Rayna mengerjap-ngerjapkan matanya saat ia merasakan seseorang menepuk pundaknya. Cahaya dari lampu sangat silau ketika matanya mulai terbuka. Rayna mengucek-ngucek matanya sembari berusaha mengumpulkan kesadaran. Setelah sepenuhnya sadar...

"Mama, Mama saya mana Michelle? Mama saya mana?" Rayna refleks berdiri sembari mencari-cari sang Mama.

Sementara  Michelle mengernyitkan dahinya bingung. Apa yang terjadi dengan seniornya ini? "Maaf Dok, disini tidak ada siapa-siapa selain kita. Dan Dokter baru saja terbangun," jawab Michelle.

Rayna membelalakkan matanya, kemudian ia menutup wajah dengan kedua tangan. "Ya Tuhan." Rayna membuka matanya lagi. "Maaf saya baru saja bermimpi." Michelle mengangguk-angguk.

"Maaf Dok, bayi Syafiya terus menangis sedari tadi. Saya sudah mencoba memberinya susu formula, tapi tetap saja dia menangis," ujar Michelle.
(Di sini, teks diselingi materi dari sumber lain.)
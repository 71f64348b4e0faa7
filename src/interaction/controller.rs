//! Pinch-driven drag, drop, delete and wiring.

use std::mem;

use serde::Serialize;
use tracing::{debug, info, warn};

use super::palette::Palette;
use crate::circuit::{Circuit, ComponentId, ConnectionCandidate, Position, WireId};
use crate::components::ComponentKind;
use crate::gesture::{PinchState, SwitchCommand};

/// What the controller is doing between frames.
///
/// Payload lives only in the states where it means something.
#[derive(Debug, Clone, PartialEq, Default, Serialize)]
#[serde(tag = "state", rename_all = "snake_case")]
pub enum InteractionState {
    #[default]
    Idle,
    /// Carrying a new component picked from the palette
    DraggingNew {
        kind: ComponentKind,
        temp_position: Option<Position>,
    },
    /// Carrying a component that is already placed
    DraggingExisting {
        id: ComponentId,
        kind: ComponentKind,
        /// Pinch point minus component center at grab time
        offset: Position,
        temp_position: Option<Position>,
    },
    /// Stretching the active wire
    DrawingWire {
        candidates: Vec<ConnectionCandidate>,
    },
}

impl InteractionState {
    pub fn is_idle(&self) -> bool {
        matches!(self, InteractionState::Idle)
    }

    /// Kind of component being carried or drawn.
    pub fn dragging_kind(&self) -> Option<ComponentKind> {
        match self {
            InteractionState::Idle => None,
            InteractionState::DraggingNew { kind, .. } => Some(*kind),
            InteractionState::DraggingExisting { kind, .. } => Some(*kind),
            InteractionState::DrawingWire { .. } => Some(ComponentKind::Wire),
        }
    }

    /// Where a carried component should be drawn this frame.
    pub fn temp_position(&self) -> Option<Position> {
        match self {
            InteractionState::DraggingNew { temp_position, .. }
            | InteractionState::DraggingExisting { temp_position, .. } => *temp_position,
            _ => None,
        }
    }
}

/// Outcome of feeding one frame to the controller.
#[derive(Debug, Clone, Copy, PartialEq, Eq, Serialize)]
#[serde(tag = "event", content = "data", rename_all = "snake_case")]
pub enum Interaction {
    None,
    /// Started moving a placed component
    Grabbed(ComponentId),
    /// A carried component follows the pinch
    Dragging(Position),
    WireStarted(Position),
    WireExtended { candidates: usize },
    Placed(ComponentId),
    Moved(ComponentId),
    /// Released over the palette
    Deleted(ComponentId),
    WireFinished {
        wire: Option<WireId>,
        marker: ComponentId,
    },
    /// New component released over the palette
    Discarded,
    /// Wire released over the palette or hand lost while drawing
    Cancelled,
    /// Hand lost while carrying a component
    Abandoned,
}

/// Owns the circuit and applies pinch gestures to it.
#[derive(Debug, Clone, Default)]
pub struct InteractionController {
    circuit: Circuit,
    palette: Palette,
    state: InteractionState,
}

impl InteractionController {
    /// Create a controller over an empty circuit.
    pub fn new(palette: Palette, connection_threshold: f64) -> Self {
        Self {
            circuit: Circuit::with_connection_threshold(connection_threshold),
            palette,
            state: InteractionState::Idle,
        }
    }

    pub fn circuit(&self) -> &Circuit {
        &self.circuit
    }

    pub fn palette(&self) -> &Palette {
        &self.palette
    }

    pub fn state(&self) -> &InteractionState {
        &self.state
    }

    /// Feed one frame's pinch measurement (`None` when no hand is visible).
    pub fn handle(&mut self, pinch: Option<&PinchState>) -> Interaction {
        let pos = match pinch {
            Some(p) if p.is_pinching => p.position,
            other => return self.release(other.map(|p| p.position)),
        };

        if self.state.is_idle() {
            if let Some(outcome) = self.begin(pos) {
                return outcome;
            }
            if self.state.is_idle() {
                return Interaction::None;
            }
        }

        match &mut self.state {
            InteractionState::DrawingWire { candidates } => {
                if self.circuit.wires().active().is_none() {
                    self.circuit.wires_mut().start(pos);
                    return Interaction::WireStarted(pos);
                }
                self.circuit.wires_mut().update_end(pos);
                *candidates = self
                    .circuit
                    .wires()
                    .check_connection(self.circuit.components());
                if !candidates.is_empty() {
                    debug!(count = candidates.len(), "wire connection candidates");
                }
                Interaction::WireExtended {
                    candidates: candidates.len(),
                }
            }
            InteractionState::DraggingNew { temp_position, .. } => {
                *temp_position = Some(pos);
                Interaction::Dragging(pos)
            }
            InteractionState::DraggingExisting {
                offset,
                temp_position,
                ..
            } => {
                let at = pos - *offset;
                *temp_position = Some(at);
                Interaction::Dragging(at)
            }
            InteractionState::Idle => Interaction::None,
        }
    }

    /// Pick up whatever is under a fresh pinch.
    ///
    /// Placed components win over the palette; a grab ends the frame.
    fn begin(&mut self, pos: Position) -> Option<Interaction> {
        if !self.palette.is_in_panel(pos) {
            if let Some(component) = self.circuit.component_at(pos) {
                let id = component.id;
                let kind = component.kind();
                self.state = InteractionState::DraggingExisting {
                    id,
                    kind,
                    offset: pos - component.position,
                    temp_position: None,
                };
                info!(component = %id, kind = %kind, "moving component");
                return Some(Interaction::Grabbed(id));
            }
        }

        self.state = match self.palette.select(pos)? {
            ComponentKind::Wire => InteractionState::DrawingWire {
                candidates: Vec::new(),
            },
            kind => InteractionState::DraggingNew {
                kind,
                temp_position: None,
            },
        };
        None
    }

    /// End the current gesture at `position` (`None` when the hand was lost).
    fn release(&mut self, position: Option<Position>) -> Interaction {
        let state = mem::take(&mut self.state);
        let in_workspace = position.filter(|p| !self.palette.is_in_panel(*p));

        match state {
            InteractionState::Idle => Interaction::None,

            InteractionState::DraggingNew { kind, .. } => match (position, in_workspace) {
                (_, Some(p)) => Interaction::Placed(self.circuit.place(kind, p)),
                (Some(_), None) => Interaction::Discarded,
                (None, _) => Interaction::Abandoned,
            },

            InteractionState::DraggingExisting { id, offset, .. } => match (position, in_workspace) {
                (_, Some(p)) => {
                    if self.circuit.move_component(id, p - offset) {
                        Interaction::Moved(id)
                    } else {
                        warn!(component = %id, "dragged component no longer exists");
                        Interaction::Abandoned
                    }
                }
                (Some(_), None) => match self.circuit.remove(id) {
                    Some(_) => Interaction::Deleted(id),
                    None => {
                        warn!(component = %id, "dragged component no longer exists");
                        Interaction::Abandoned
                    }
                },
                (None, _) => {
                    debug!(component = %id, "hand lost, component left in place");
                    Interaction::Abandoned
                }
            },

            InteractionState::DrawingWire { candidates } => match in_workspace {
                Some(p) => {
                    // the free end sits under the marker unless a candidate snaps it
                    let wires = self.circuit.wires_mut();
                    wires.update_end(p);
                    wires.apply_connections(&candidates);
                    let wire = wires.finish();
                    let marker = self.circuit.place(ComponentKind::Wire, p);
                    Interaction::WireFinished { wire, marker }
                }
                None => {
                    self.circuit.wires_mut().cancel();
                    debug!("wire cancelled");
                    Interaction::Cancelled
                }
            },
        }
    }

    /// Apply a finger-pose switch command to every switch.
    pub fn apply_switch_command(&mut self, command: SwitchCommand) -> usize {
        match command.target_state() {
            Some(state) => self.circuit.set_all_switches(state),
            None => 0,
        }
    }

    /// Clear every component and wire and drop any gesture in progress.
    pub fn reset(&mut self) {
        self.circuit.clear();
        self.state = InteractionState::Idle;
        self.palette.clear_selection();
    }
}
"Ya Tuhan Syafiya. Saya segera kesana." Rayna buru-buru beranjak untuk melihat kondisi Syafiya.

Sesampainya disana ternyata benar, Syafiya sedang menangis. Rayna buru-buru menggendongnya, namun tetap saja bayi perempuan itu tak berhenti menangis, hanya agak lebih berkurang sedikit.

"Cup..cup..cup..Syafiya sayang jangan nangis ya nak." Rayna mencoba memberinya susu formula, namun Syafiya malah gumoh. Setelah itu Rayna buru-buru membersihkan dan mengganti baju Syafiya. "Michelle, jam berapa ini? tanya Rayna.

"Masih jam satu Dok," jawab Michelle.

"Masih dini hari. Apa pantas aku menelpon Rayyan?" Rayna sudah memegang handphonenya, namun ia masih ragu untuk menghubungi Rayyan.

Owek..owek..owek..

"Cup..cup..cup..Syafiya kangen Ayah ya nak?"

Owek..owek..

"Rayyan, ya aku harus menghubungi Rayyan." Rayna membulatkan tekadnya. Tangis Syafiya semakin pecah saat ia menyebut kata Ayah. Rayna yakin satu-satunya orang yang bisa membuat Syafiya tenang adalah Rayyan. Buktinya tadi siang saat diambil alih Rayyan, bayi perempuan itu langsung diam.

Rayyan Adzhani💔

"Halo, ini siapa?"

Terdengar suara Rayyan khas bangun tidur, lebih tepatnya setengah sadar.

"Aku Bella, ah maksudnya Rayna. Syafiya Ray."

"Astaghfirullah, Syafiya kenapa?
Aku dengar suara tangis bayi."

"Ya, itu Syafiya. Kamu bisa kesini
untuk menenangkan dia?"

Aku berangkat sekarang.

Tut..Tut..Tut...

Rayna bernapas lega setelah berhasil menghubungi Rayyan. Terdengar jelas kekhawatiran Rayyan akan bayi Syafiya. Laki-laki itu begitu peduli dan mengkhawatirkan bayi yang sebenarnya bukan siapa-siapanya. Bertemu saja baru tadi siang. Tapi jujur Rayna kagum, sangat kagum pada sosok Rayyan. Sosok yang betul-betul menjaga amanah dengan baik.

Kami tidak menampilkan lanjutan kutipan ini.